Am Fuße eines Sandhügels am Saum dieses Waldes, wo hohe Bäume aufragten und das braune Laub des Herbstes raschelte, saßen an einem schönen Nachmittag, etwa drei Tage nach der Flucht des jungen Ritters aus dem Schloss von Nottingham, der alte Graf von Monthermer, sein Neffe Hugh, sechs oder acht von dessen Dienstleuten und vier von den Männern des kühnen Geächteten und verzehrten ihr ländliches Waldmahl.
Der alte Graf und seine Dienstleute hatten alle das grüne Kleid der Waidleute angelegt, während Hugh so gekleidet war, wie er den Hof verlassen hatte. Er hoffte täglich, die Nachricht zu erhalten, dass Prinz Edward ihn vor dem König gerechtfertigt und sich seiner Sache bei dem alten Grafen von Ashby mit Erfolg angenommen hatte.
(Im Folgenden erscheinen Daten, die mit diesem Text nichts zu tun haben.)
//! In-memory conversation repository.

use async_trait::async_trait;
use chrono::{DateTime, Utc};
use std::collections::HashMap;
use std::sync::{Arc, RwLock, RwLockReadGuard, RwLockWriteGuard};

use crate::chat::{
    domain::{Conversation, ConversationId, MessageId, ParticipantPair, UserId},
    ports::{ConversationRepository, ConversationRepositoryError, ConversationRepositoryResult},
};

/// Thread-safe in-memory conversation repository.
///
/// Pair uniqueness is checked and the pair index updated under one write
/// lock, so concurrent `store` calls for the same pair cannot both succeed.
#[derive(Debug, Clone, Default)]
pub struct InMemoryConversationRepository {
    state: Arc<RwLock<InMemoryConversationState>>,
}

#[derive(Debug, Default)]
struct InMemoryConversationState {
    conversations: HashMap<ConversationId, Conversation>,
    pair_index: HashMap<ParticipantPair, ConversationId>,
}

impl InMemoryConversationRepository {
    /// Creates an empty repository.
    #[must_use]
    pub fn new() -> Self {
        Self::default()
    }

    /// Returns the number of stored conversations, active or not.
    ///
    /// Returns `0` if the internal lock is poisoned.
    #[must_use]
    pub fn len(&self) -> usize {
        self.state
            .read()
            .map(|state| state.conversations.len())
            .unwrap_or(0)
    }

    /// Returns `true` if no conversations are stored.
    #[must_use]
    pub fn is_empty(&self) -> bool {
        self.len() == 0
    }

    fn read(&self) -> ConversationRepositoryResult<RwLockReadGuard<'_, InMemoryConversationState>> {
        self.state.read().map_err(|err| {
            ConversationRepositoryError::persistence(std::io::Error::other(err.to_string()))
        })
    }

    fn write(
        &self,
    ) -> ConversationRepositoryResult<RwLockWriteGuard<'_, InMemoryConversationState>> {
        self.state.write().map_err(|err| {
            ConversationRepositoryError::persistence(std::io::Error::other(err.to_string()))
        })
    }
}

#[async_trait]
impl ConversationRepository for InMemoryConversationRepository {
    async fn store(&self, conversation: &Conversation) -> ConversationRepositoryResult<()> {
        let mut state = self.write()?;
        if state.conversations.contains_key(&conversation.id()) {
            return Err(ConversationRepositoryError::DuplicateConversation(
                conversation.id(),
            ));
        }
        let pair = conversation.participants();
        if state.pair_index.contains_key(&pair) {
            return Err(ConversationRepositoryError::DuplicatePair(pair));
        }

        state.pair_index.insert(pair, conversation.id());
        state
            .conversations
            .insert(conversation.id(), conversation.clone());
        Ok(())
    }

    async fn find_by_id(
        &self,
        id: ConversationId,
    ) -> ConversationRepositoryResult<Option<Conversation>> {
        let state = self.read()?;
        Ok(state.conversations.get(&id).cloned())
    }

    async fn find_by_participants(
        &self,
        participants: ParticipantPair,
    ) -> ConversationRepositoryResult<Option<Conversation>> {
        let state = self.read()?;
        Ok(state
            .pair_index
            .get(&participants)
            .and_then(|id| state.conversations.get(id))
            .cloned())
    }

    async fn list_active_for_user(
        &self,
        user: UserId,
    ) -> ConversationRepositoryResult<Vec<Conversation>> {
        let state = self.read()?;
        let mut conversations: Vec<Conversation> = state
            .conversations
            .values()
            .filter(|conversation| conversation.is_active() && conversation.includes(user))
            .cloned()
            .collect();
        conversations.sort_by(|a, b| b.last_activity().cmp(&a.last_activity()));
        Ok(conversations)
    }

    async fn record_message(
        &self,
        id: ConversationId,
        message_id: MessageId,
        sent_at: DateTime<Utc>,
    ) -> ConversationRepositoryResult<Conversation> {
        let mut state = self.write()?;
        let conversation = state
            .conversations
            .get_mut(&id)
            .ok_or(ConversationRepositoryError::NotFound(id))?;
        conversation.record_message(message_id, sent_at);
        Ok(conversation.clone())
    }

    async fn set_active(
        &self,
        id: ConversationId,
        active: bool,
        at: DateTime<Utc>,
    ) -> ConversationRepositoryResult<Conversation> {
        let mut state = self.write()?;
        let conversation = state
            .conversations
            .get_mut(&id)
            .ok_or(ConversationRepositoryError::NotFound(id))?;
        conversation.set_active(active, at);
        Ok(conversation.clone())
    }
}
Er hegte nicht die Absicht, die Lebensweise oder die Tracht eines Geächteten anzunehmen, solange Prinz Edward am Hof seinem tyrannischen Vater offen entgegentrat.
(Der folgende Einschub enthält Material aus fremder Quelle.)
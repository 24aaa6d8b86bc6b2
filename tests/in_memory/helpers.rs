//! Shared fixtures for in-memory chat integration tests.

use std::sync::{
    Arc, Mutex, PoisonError,
    atomic::{AtomicUsize, Ordering},
};
use std::time::Duration;

use async_trait::async_trait;
use chrono::{DateTime, Utc};
use mockable::DefaultClock;
use rstest::fixture;
use tandem::{
    chat::{
        adapters::memory::{
            InMemoryConversationRepository, InMemoryMessageRepository, InMemoryUserDirectory,
        },
        domain::{
            ChatEvent, Conversation, ConversationId, Message, MessageId, ParticipantPair, UserId,
            UserSummary,
        },
        ports::{
            ConversationRepository, ConversationRepositoryError, ConversationRepositoryResult,
            EventPublisher, MessageRepository, MessageRepositoryError, MessageRepositoryResult,
            PageRequest,
        },
        services::ChatService,
    },
    config::ChatConfig,
};

/// Event sink that keeps everything it is given.
#[derive(Debug, Default)]
pub struct RecordingPublisher {
    events: Mutex<Vec<ChatEvent>>,
}

impl RecordingPublisher {
    /// Returns a copy of the recorded events.
    pub fn events(&self) -> Vec<ChatEvent> {
        self.events
            .lock()
            .unwrap_or_else(PoisonError::into_inner)
            .clone()
    }

    /// Removes and returns the recorded events.
    pub fn take(&self) -> Vec<ChatEvent> {
        std::mem::take(&mut *self.events.lock().unwrap_or_else(PoisonError::into_inner))
    }
}

impl EventPublisher for RecordingPublisher {
    fn publish(&self, event: ChatEvent) {
        self.events
            .lock()
            .unwrap_or_else(PoisonError::into_inner)
            .push(event);
    }
}

/// Conversation store wrapper that injects latency and summary failures.
#[derive(Debug, Default)]
pub struct FaultyConversations {
    inner: InMemoryConversationRepository,
    lookup_delay: Mutex<Option<Duration>>,
    record_failures: AtomicUsize,
}

impl FaultyConversations {
    /// Delays every lookup by `delay`.
    pub fn delay_lookups(&self, delay: Duration) {
        *self
            .lookup_delay
            .lock()
            .unwrap_or_else(PoisonError::into_inner) = Some(delay);
    }

    /// Fails the next `count` summary updates.
    pub fn fail_next_records(&self, count: usize) {
        self.record_failures.store(count, Ordering::SeqCst);
    }

    /// Reads a conversation straight from the backing store.
    pub async fn peek(&self, id: ConversationId) -> Option<Conversation> {
        self.inner.find_by_id(id).await.ok().flatten()
    }

    async fn pause(&self) {
        let delay = *self
            .lookup_delay
            .lock()
            .unwrap_or_else(PoisonError::into_inner);
        if let Some(delay) = delay {
            tokio::time::sleep(delay).await;
        }
    }
}

#[async_trait]
impl ConversationRepository for FaultyConversations {
    async fn store(&self, conversation: &Conversation) -> ConversationRepositoryResult<()> {
        self.inner.store(conversation).await
    }

    async fn find_by_id(
        &self,
        id: ConversationId,
    ) -> ConversationRepositoryResult<Option<Conversation>> {
        self.pause().await;
        self.inner.find_by_id(id).await
    }

    async fn find_by_participants(
        &self,
        participants: ParticipantPair,
    ) -> ConversationRepositoryResult<Option<Conversation>> {
        self.pause().await;
        self.inner.find_by_participants(participants).await
    }

    async fn list_active_for_user(
        &self,
        user: UserId,
    ) -> ConversationRepositoryResult<Vec<Conversation>> {
        self.pause().await;
        self.inner.list_active_for_user(user).await
    }

    async fn record_message(
        &self,
        id: ConversationId,
        message_id: MessageId,
        sent_at: DateTime<Utc>,
    ) -> ConversationRepositoryResult<Conversation> {
        let remaining = self.record_failures.load(Ordering::SeqCst);
        if remaining > 0 {
            self.record_failures.store(remaining - 1, Ordering::SeqCst);
            return Err(ConversationRepositoryError::persistence(
                std::io::Error::other("summary store offline"),
            ));
        }
        self.inner.record_message(id, message_id, sent_at).await
    }

    async fn set_active(
        &self,
        id: ConversationId,
        active: bool,
        at: DateTime<Utc>,
    ) -> ConversationRepositoryResult<Conversation> {
        self.inner.set_active(id, active, at).await
    }
}

/// Message store whose writes finish on a detached task after a delay.
///
/// A caller that stops waiting does not cancel the write, which is how a
/// blocking database insert behaves once it has been handed to a worker
/// thread.
#[derive(Debug)]
pub struct LaggingMessages {
    inner: Arc<InMemoryMessageRepository>,
    write_delay: Duration,
}

impl LaggingMessages {
    /// Wraps an empty store whose writes land after `write_delay`.
    pub fn new(write_delay: Duration) -> Self {
        Self {
            inner: Arc::new(InMemoryMessageRepository::new()),
            write_delay,
        }
    }
}

#[async_trait]
impl MessageRepository for LaggingMessages {
    async fn store(&self, message: &Message) -> MessageRepositoryResult<()> {
        let inner = Arc::clone(&self.inner);
        let pending = message.clone();
        let delay = self.write_delay;
        tokio::spawn(async move {
            tokio::time::sleep(delay).await;
            inner.store(&pending).await
        })
        .await
        .map_err(MessageRepositoryError::persistence)?
    }

    async fn find_by_id(&self, id: MessageId) -> MessageRepositoryResult<Option<Message>> {
        self.inner.find_by_id(id).await
    }

    async fn page_newest_first(
        &self,
        conversation_id: ConversationId,
        page: PageRequest,
    ) -> MessageRepositoryResult<Vec<Message>> {
        self.inner.page_newest_first(conversation_id, page).await
    }

    async fn mark_read(
        &self,
        id: MessageId,
        reader: UserId,
        read_at: DateTime<Utc>,
    ) -> MessageRepositoryResult<Option<Message>> {
        self.inner.mark_read(id, reader, read_at).await
    }

    async fn mark_conversation_read(
        &self,
        conversation_id: ConversationId,
        reader: UserId,
        read_at: DateTime<Utc>,
    ) -> MessageRepositoryResult<Vec<Message>> {
        self.inner
            .mark_conversation_read(conversation_id, reader, read_at)
            .await
    }

    async fn count_unread(
        &self,
        conversation_ids: &[ConversationId],
        reader: UserId,
    ) -> MessageRepositoryResult<u64> {
        self.inner.count_unread(conversation_ids, reader).await
    }
}

/// Chat service over in-memory stores.
pub type TestChat = ChatService<
    InMemoryConversationRepository,
    InMemoryMessageRepository,
    InMemoryUserDirectory,
    RecordingPublisher,
    DefaultClock,
>;

/// Chat service whose conversation store misbehaves on request.
pub type FaultyChat = ChatService<
    FaultyConversations,
    InMemoryMessageRepository,
    InMemoryUserDirectory,
    RecordingPublisher,
    DefaultClock,
>;

/// Chat service whose message writes outlive the store deadline.
pub type LaggingChat = ChatService<
    InMemoryConversationRepository,
    LaggingMessages,
    InMemoryUserDirectory,
    RecordingPublisher,
    DefaultClock,
>;

/// Three known users.
#[derive(Debug, Clone, Copy)]
pub struct Cast {
    pub ada: UserId,
    pub bob: UserId,
    pub cy: UserId,
}

/// Provides three users, registered in a fresh directory.
pub fn directory_with_cast() -> (InMemoryUserDirectory, Cast) {
    let directory = InMemoryUserDirectory::new();
    let cast = Cast {
        ada: UserId::new(),
        bob: UserId::new(),
        cy: UserId::new(),
    };
    directory.insert(UserSummary::new(cast.ada, "Ada Lovelace", "ada@example.com"));
    directory.insert(UserSummary::new(cast.bob, "Bob Kahn", "bob@example.com"));
    directory.insert(UserSummary::new(cast.cy, "Cy Twombly", "cy@example.com"));
    (directory, cast)
}

/// An in-memory chat service with its event sink and users.
pub struct ChatHarness {
    pub chat: TestChat,
    pub publisher: Arc<RecordingPublisher>,
    pub cast: Cast,
}

/// Provides a fresh chat harness for each test.
#[fixture]
pub fn harness() -> ChatHarness {
    let (directory, cast) = directory_with_cast();
    let publisher = Arc::new(RecordingPublisher::default());
    let chat = ChatService::new(
        Arc::new(InMemoryConversationRepository::new()),
        Arc::new(InMemoryMessageRepository::new()),
        Arc::new(directory),
        Arc::clone(&publisher),
        Arc::new(DefaultClock),
        ChatConfig::default(),
    );
    ChatHarness {
        chat,
        publisher,
        cast,
    }
}

/// A chat service over [`FaultyConversations`] with a short store deadline.
pub struct FaultyHarness {
    pub chat: FaultyChat,
    pub conversations: Arc<FaultyConversations>,
    pub publisher: Arc<RecordingPublisher>,
    pub cast: Cast,
}

/// Provides a harness whose conversation store can be made to misbehave.
#[fixture]
pub fn faulty_harness() -> FaultyHarness {
    let (directory, cast) = directory_with_cast();
    let conversations = Arc::new(FaultyConversations::default());
    let publisher = Arc::new(RecordingPublisher::default());
    let config = ChatConfig {
        summary_retry_attempts: 2,
        summary_retry_backoff: Duration::from_millis(5),
        ..ChatConfig::default()
    }
    .with_store_timeout(Duration::from_millis(100));
    let chat = ChatService::new(
        Arc::clone(&conversations),
        Arc::new(InMemoryMessageRepository::new()),
        Arc::new(directory),
        Arc::clone(&publisher),
        Arc::new(DefaultClock),
        config,
    );
    FaultyHarness {
        chat,
        conversations,
        publisher,
        cast,
    }
}

/// A chat service whose message writes land after the caller gave up.
pub struct LaggingHarness {
    pub chat: LaggingChat,
    pub publisher: Arc<RecordingPublisher>,
    pub cast: Cast,
}

/// Provides a harness where each message write takes three times the store
/// deadline.
#[fixture]
pub fn lagging_harness() -> LaggingHarness {
    let (directory, cast) = directory_with_cast();
    let publisher = Arc::new(RecordingPublisher::default());
    let config = ChatConfig {
        summary_retry_backoff: Duration::from_millis(20),
        ..ChatConfig::default()
    }
    .with_store_timeout(Duration::from_millis(50));
    let chat = ChatService::new(
        Arc::new(InMemoryConversationRepository::new()),
        Arc::new(LaggingMessages::new(Duration::from_millis(150))),
        Arc::new(directory),
        Arc::clone(&publisher),
        Arc::new(DefaultClock),
        config,
    );
    LaggingHarness {
        chat,
        publisher,
        cast,
    }
}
Sein Oheim entstammte aber einer etwas geradlinigeren Schule des Rittertums, so dass er alles, was Unterwerfung unter den Thron Heinrichs bedeutete, grundsätzlich ablehnte, obwohl er sich nicht der Ansicht verschließen konnte, dass Prinz Edward bei seinem Wirken zum Wohle des Volkes gewichtige Bundesgenossen gegen seinen Vater und dessen einflussreiche Ratgeber, Pembroke und Mortimer, brauchte. Zudem hatte er von seiner frühesten Jugend an ein Leben voller Abenteuer und Entbehrungen kennengelernt. Das wilde Treiben im Walde, die Jagd, der beständige Wechsel der Umstände und der Umgebung und selbst die Gefahren des Lebens eines Geächteten waren ihm ebenso angenehm wie sie ihm wohltaten.
Die Männer sahen fröhlich die Sonne sinken, die im Untergehen ein immer glänzenderes Gold annahm, um schließlich die Spitzen der Berge von Derbyshire und die Wolken darunter mit Purpur und Gold zu überziehen. Lustiger Gesang, Scherze und fröhliches Gelächter gingen im Kreis herum, und wenn die Erinnerung an Freunde, die er verloren hatte, an sein Vermögen, das dahin war, an vereitelte Pläne und zerstörte Hoffnungen durch die Seele des alten Grafen flog, so verdunkelte sie sie doch nur für einen Augenblick, und mit der Philosophie eines alten Ritters dachte er: Ich habe das mir Mögliche getan, ich habe Ruhm gewonnen, ich habe für die Freiheit meines Landes gefochten. Was nun kommt, muss eine neue Generation in Angriff nehmen.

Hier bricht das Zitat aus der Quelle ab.